= Beginning of Section =

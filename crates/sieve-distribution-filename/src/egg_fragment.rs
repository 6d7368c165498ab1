use std::fmt::{Display, Formatter};
use std::str::FromStr;

use thiserror::Error;

use sieve_normalize::PackageName;
use sieve_pep440::{Version, VersionParseError};

use crate::source_dist::strip_package_name;

/// The `name-version` from a `#egg=` URL fragment.
///
/// Index pages use these to name links whose filename says nothing useful, like
/// `http://foo/bar.py#egg=bar-1.0`.
#[derive(Clone, Debug, PartialEq, Eq)]
pub struct EggFragment {
    pub name: PackageName,
    pub version: Version,
}

impl EggFragment {
    /// Parse the value of an `egg=` fragment parameter for the given project.
    pub fn parse(fragment: &str, package_name: &PackageName) -> Result<Self, EggFragmentError> {
        if package_name.matches(fragment) {
            return Err(EggFragmentError::MissingVersion(fragment.to_string()));
        }
        let Some(version) = strip_package_name(fragment, package_name) else {
            return Err(EggFragmentError::WrongProject {
                fragment: fragment.to_string(),
                expected: package_name.clone(),
            });
        };
        let version = Version::from_str(version)
            .map_err(|err| EggFragmentError::InvalidVersion(fragment.to_string(), err))?;
        Ok(Self {
            name: package_name.clone(),
            version,
        })
    }
}

impl Display for EggFragment {
    fn fmt(&self, f: &mut Formatter<'_>) -> std::fmt::Result {
        write!(f, "{}-{}", self.name, self.version)
    }
}

#[derive(Error, Debug, Clone)]
pub enum EggFragmentError {
    #[error("The egg fragment \"{0}\" has no version")]
    MissingVersion(String),
    #[error("The egg fragment \"{fragment}\" doesn't name {expected}")]
    WrongProject {
        fragment: String,
        expected: PackageName,
    },
    #[error("The egg fragment \"{0}\" has an invalid version part: {1}")]
    InvalidVersion(String, #[source] VersionParseError),
}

= End of Section =

▶ WORK INSTRUCTIONS: Using the data above, tally each line in which "WrongProject" appears and give the number with no other words.

▶ TASK OUTPUT: 2